Calvin has most of the features you would expect in a persistence library. It's relatively painless to add persistence to your objects, with the only overhead being the addition of the name member to your objects. The above snippet uses a string, but virtually any value type¹ can be used as a key.

This article assumes a working knowledge of C++ and how to use templates. The accompanying code has only been tested on VC 7.1, though I suspect it would work on either the Comeau or GCC 3.3+ compilers. It also requires the Boost libraries 1.31 or greater to be accessible.

Background

There are many persistence libraries available for C++ programmers, so why write another one? The short answer is that no library had the features I needed and to revise any of them would probably have taken more time than rolling my own. Calvin isn't a large library.

That's not to say that I don't owe those other libraries an intellectual debt. Calvin builds on their ideas to enable the features that I needed. Perhaps you might need these features as well.

As you can see in the above snippet, Calvin allows a programmer to name instances and then save and load them. Of what value is this feature? To see the difference, consider what most other persistence frameworks do (or don't do as the case may be).

Other persistence frameworks are little more than serialization of an object into an alternate form. This is good for allowing an object to be sent across the wire or simply dumped to disk. But what if that object contains references to other objects? Usually these contained objects are serialized as well within the original object. Say you have objects A, B and C. B contains a pointer to A, as does C.

Figure 1 A is shared by B and C

You serialize B, it in turn serializes A and both are dumped to their store. You do likewise for C, and all is good with the world.

Figure 2 A is stored with B and C on disk

But what happens when you load B and C from the store? In most libraries, you would end up with two objects of type A that B and C each reference now. How to get around this duplication problem?

Figure 3 A is duplicated when B and C are restored

There are two commonly implemented solutions to this problem.

The first and most common is to require a root object that contains all the objects, such as a document or a 3D scene. This root object is the only object that may start a persistence operation, thereby eliminating the duplicate references outside of a single archive. This really isn't a solution but a constraint to the problem above.

Another solution is to allocate all objects to be persisted from a special pool, and then the pool is what is saved. This really doesn't eliminate the root object, but simply shifts it, making the pool the mandatory root object to be persisted.
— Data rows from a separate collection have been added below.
//! Candle sync batch entrypoint.
//!
//! One invocation is one sync pass: gate on disabled days and the run lock,
//! sweep every (instrument, granularity) series, then report and exit. The
//! process exit code is nonzero when any series failed, so a scheduler can
//! alert on it directly.

use std::path::PathBuf;
use std::process::ExitCode;
use std::sync::Arc;

use anyhow::{Context, Result};
use chrono::{Datelike, Utc};
use clap::Parser;
use dotenv::dotenv;
use tracing::{error, info, warn};
use tracing_subscriber::{layer::SubscriberExt, util::SubscriberInitExt};

use candlesync::config::SyncConfig;
use candlesync::logfile::RunLog;
use candlesync::notify::{LogNotifier, NotificationSink, WebhookNotifier};
use candlesync::orchestrator::SyncOrchestrator;
use candlesync::runlock::{LockOutcome, RunLock};
use candlesync::source::oanda::OandaClient;

#[derive(Parser, Debug)]
#[command(name = "candlesync", about = "Incremental candlestick store sync")]
struct Args {
    /// TOML config file; defaults plus env vars are used when omitted.
    #[arg(long)]
    config: Option<PathBuf>,

    /// Override the primary store root.
    #[arg(long)]
    data_root: Option<PathBuf>,

    /// Override the worker cap (0 means hardware parallelism).
    #[arg(long)]
    concurrency: Option<usize>,

    /// Run even on disabled days and ignore the run-lock interval.
    #[arg(long, default_value_t = false)]
    force: bool,
}

fn init_tracing() {
    tracing_subscriber::registry()
        .with(
            tracing_subscriber::EnvFilter::try_from_default_env()
                .unwrap_or_else(|_| "candlesync=info".into()),
        )
        .with(tracing_subscriber::fmt::layer())
        .init();
}

#[tokio::main]
async fn main() -> ExitCode {
    let _ = dotenv();
    init_tracing();

    match run().await {
        Ok(true) => ExitCode::SUCCESS,
        Ok(false) => ExitCode::FAILURE,
        Err(e) => {
            error!(error = %format!("{e:#}"), "sync run aborted");
            ExitCode::FAILURE
        }
    }
}

async fn run() -> Result<bool> {
    let args = Args::parse();
    let mut config = SyncConfig::load(args.config.as_deref())?;
    if let Some(root) = args.data_root {
        config.data_root = root;
    }
    if let Some(concurrency) = args.concurrency {
        config.concurrency = concurrency;
    }

    let today = Utc::now().weekday();
    if !args.force && config.disabled_days.contains(&today) {
        info!(day = %today, "sync disabled for this weekday; exiting");
        return Ok(true);
    }

    // The run lock keeps overlapping scheduler invocations (and accidental
    // manual runs right after a scheduled one) from hammering the source.
    let guard = match &config.lock_file {
        Some(lock_file) if !args.force => {
            let lock = RunLock::new(lock_file, config.min_run_interval_secs);
            match lock.acquire()? {
                LockOutcome::Acquired(guard) => Some(guard),
                LockOutcome::AlreadyRunning => {
                    warn!("another sync run is already in progress; exiting");
                    return Ok(true);
                }
                LockOutcome::RanRecently { seconds_ago } => {
                    info!(seconds_ago, "last successful run is too recent; exiting");
                    return Ok(true);
                }
            }
        }
        _ => None,
    };

    let source = Arc::new(
        OandaClient::new(
            config.api_url.clone(),
            config.account_id.clone(),
            &config.api_token,
        )
        .context("building source client")?,
    );
    let notifier: Arc<dyn NotificationSink> = match &config.notify_webhook {
        Some(url) => Arc::new(WebhookNotifier::new(url.clone())),
        None => Arc::new(LogNotifier),
    };
    let run_log = Arc::new(RunLog::new(&config.run_log_file));

    let orchestrator = Arc::new(SyncOrchestrator::new(
        &config,
        source,
        Arc::clone(&notifier),
        run_log,
    ));
    let report = orchestrator.run_sync_pass().await?;

    if report.overall_success() {
        info!(total = report.total, "sync pass completed");
        if let Some(guard) = &guard {
            guard.mark_success();
        }
        Ok(true)
    } else {
        error!(
            failed = report.failures.len(),
            total = report.total,
            "sync pass completed with failures"
        );
        let mut lines = vec![format!(
            "{} of {} series failed to sync:",
            report.failures.len(),
            report.total
        )];
        for failure in &report.failures {
            lines.push(format!(
                "- {} [{}]: {}",
                failure.series, failure.classification, failure.message
            ));
        }
        notifier.notify(&lines.join("\n")).await;
        Ok(false)
    }
}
Many applications don't find this prohibiting and can operate well within these constraints. Some applications, such as the one I write, share data across documents quite a bit, and if one piece of shared data is updated or changed, that change should be reflected in all the other documents. Calvin's solution is to allow shared instances to be named, and to then save each instance in its own record within an archive.
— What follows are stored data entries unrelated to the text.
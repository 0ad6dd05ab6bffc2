//! Command-line interface for the `toolgram` application.
//!
//! This crate serves as the main entry point for the executable, delegating
//! its core functionality to the `toolgram-app` crate.

fn main() -> anyhow::Result<()> {
    toolgram_app::run()
}
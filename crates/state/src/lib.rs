//! Manages toolgram configuration.
//!
//! This crate provides utilities for:
//! - Reading environment variables for configuration.
//! - Loading the optional `toolgram.json` settings file.
//! - Resolving analysis options across CLI flags, env vars, settings, and defaults.

pub mod config;
pub mod env;

pub use config::{
    AnalysisConfig, ConfigOverrides, DEFAULT_DAYS, DEFAULT_MAX_LENGTH, DEFAULT_MIN_FREQUENCY,
    DEFAULT_MIN_LENGTH,
};
pub use env::{
    default_projects_dir, env_days, env_max_length, env_min_frequency, env_projects_dir,
    exclude_tools_from_env, home_dir, load_settings, settings_file, Settings,
};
Therefore, in our scenario above, when B is saved, so is A, but A is stored on its own record and a reference to A is saved with B. Likewise, when C is saved, A is saved and C saves a reference to A. When C is loaded, it loads A. When B is loaded, Calvin notices that A has already been loaded and a reference to A is returned to B, so that B and C once again refer the same object.

Figure 4 A is stored separately from B and C

This type of late binding allows me to write utilities that operate on certain objects, such as a texture, without having to know about which 3d models use it.

Using Calvin

To use Calvin in your own applications, it requires three steps. First you must outfit your classes so that they may be persisted. Second you must name your instances when created. Last, write the code to load and save your objects in the appropriate places in your application. Let's look at how these are done in that order.

A Persistent Class

As nice as it would be to gain persistence with no additional code, C++ just doesn't have the facilities necessary to do it. Some scaffolding is necessary to achieve persistence.
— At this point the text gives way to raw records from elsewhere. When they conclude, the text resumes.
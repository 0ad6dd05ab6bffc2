//! CLI command handlers for the toolgram application.

mod analyze;
mod patterns;
mod sessions;

pub(crate) use analyze::handle_analyze_command;
pub(crate) use patterns::handle_patterns_command;
pub(crate) use sessions::handle_sessions_command;

use anyhow::{Context, Result};
use chrono::Utc;
use toolgram_patterns::DetectionOptions;
use toolgram_sessions::{find_session, list_sessions_in_period, SessionInfo};
use toolgram_state::{load_settings, AnalysisConfig, ConfigOverrides};

/// Resolve CLI overrides against the environment and the settings file.
pub(crate) fn resolve_config(overrides: &ConfigOverrides) -> Result<AnalysisConfig> {
    let settings = load_settings().context("Failed to load toolgram settings")?;
    AnalysisConfig::resolve(overrides, &settings)
}

pub(crate) fn detection_options(config: &AnalysisConfig) -> DetectionOptions {
    DetectionOptions {
        min_frequency: config.min_frequency,
        max_sequence_length: config.max_length,
        min_sequence_length: config.min_length,
        exclude_tools: config.exclude_tools.clone(),
    }
}

/// Pick the sessions to analyze: the named one, or every session in the window.
pub(crate) fn select_sessions(
    config: &AnalysisConfig,
    session_id: Option<&str>,
) -> Result<Vec<SessionInfo>> {
    match session_id {
        Some(id) => Ok(vec![find_session(&config.projects_dir, id)?]),
        None => list_sessions_in_period(&config.projects_dir, config.days, Utc::now())
            .with_context(|| {
                format!(
                    "Failed to list sessions under {}",
                    config.projects_dir.display()
                )
            }),
    }
}

#[cfg(test)]
pub(crate) mod test_support {
    use std::path::Path;
    use toolgram_state::AnalysisConfig;

    pub(crate) fn config_for(projects_dir: &Path) -> AnalysisConfig {
        AnalysisConfig {
            projects_dir: projects_dir.to_path_buf(),
            days: 7,
            min_frequency: 2,
            max_length: 5,
            min_length: 2,
            exclude_tools: Vec::new(),
        }
    }
}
The first question to ask yourself is, if the class must be made persistent in the first place? While lightweight, there is still some overhead involved. If yes, then will it need its own name? If it is an object potentially referenced by more than one object, then yes, it will need a name. Otherwise, it may be persisted inside a containing object (as Figure 2 above).

But what type to use for naming? std::string is my own preferred type, but by the virtue of template parameters, a name may be any value type that may be converted to a string via the << operator. Integers meet these requirements and only add 4 bytes of overhead. And if you keep your integer names as an enum within a single .h file, it is very quick and convenient too. (The test/example program in the accompanying source code gives an example of strings and ints as keys.)

If you're satisfied with your answers to these questions, then comes the relatively painless part of making the class potentially persistent.

// an example persistent class
// 1. include calvin.h
#include "calvin.h"

// 2. Inherit from calvin::persistent<key>
class A : public calvin::persistent<std::string> {
    int a;
    float a2;
    double a3;
    struct Aa {
        int a4;
        int a5;

        Aa(void) : a4(4), a5(5) {}
    };

    Aa a6;
public:
    // 3. Default constructor and constructor with the parameter of the key
    A( void ) : a(1), a2(2.0f), a3(3.0), a6(Aa())
    {
    }
    A( const std::string& name ) :
        persistent<std::string>(name), a(1), a2(2.0f), a3(3.0), a6(Aa())
    {
    }
    virtual ~A( void )
    {
    }
protected:
    // 4. serialize method (used for both reading and writing)
    template <typename Stream>
    Stream& serialize( Stream& s, const unsigned int version )
    {
        return s ^ a ^ a2 ^ a3 ^ a6.a4 ^ a6.a5;
    }
private:
    // 5. friendship of allow_persistence
    friend calvin::allow_persistence<A>;
    // 6. version of the class
    static const int version_ = 1;
};

As you can see, making a class persistent is simple. Five alterations and your class is ready to be saved to or loaded from an archive (which we will discuss further below).

calvin.h contains all the code necessary to make a class persistent.
The class itself must then inherit from calvin::persistent with the template parameter being the key type that names the object. Requiring inheritance rather than just using convention does two things; it provides the necessary base variable _name, as well as type information used by the library to know how to handle objects, whether they should be written as part of their containing object or handled as independently named objects.
The class is required to have a default constructor (one with a parameter list of type void ) and one that takes a single parameter of the type used as a key. These are used by the library when restoring objects from persisted state.
The workhorse of persistence is the serialize method. The same method may be used for saving and loading through the use of the overloaded ^ operator. As well, the version parameter allows a class to update and change while maintaining backward compatibility. Order is important in this method.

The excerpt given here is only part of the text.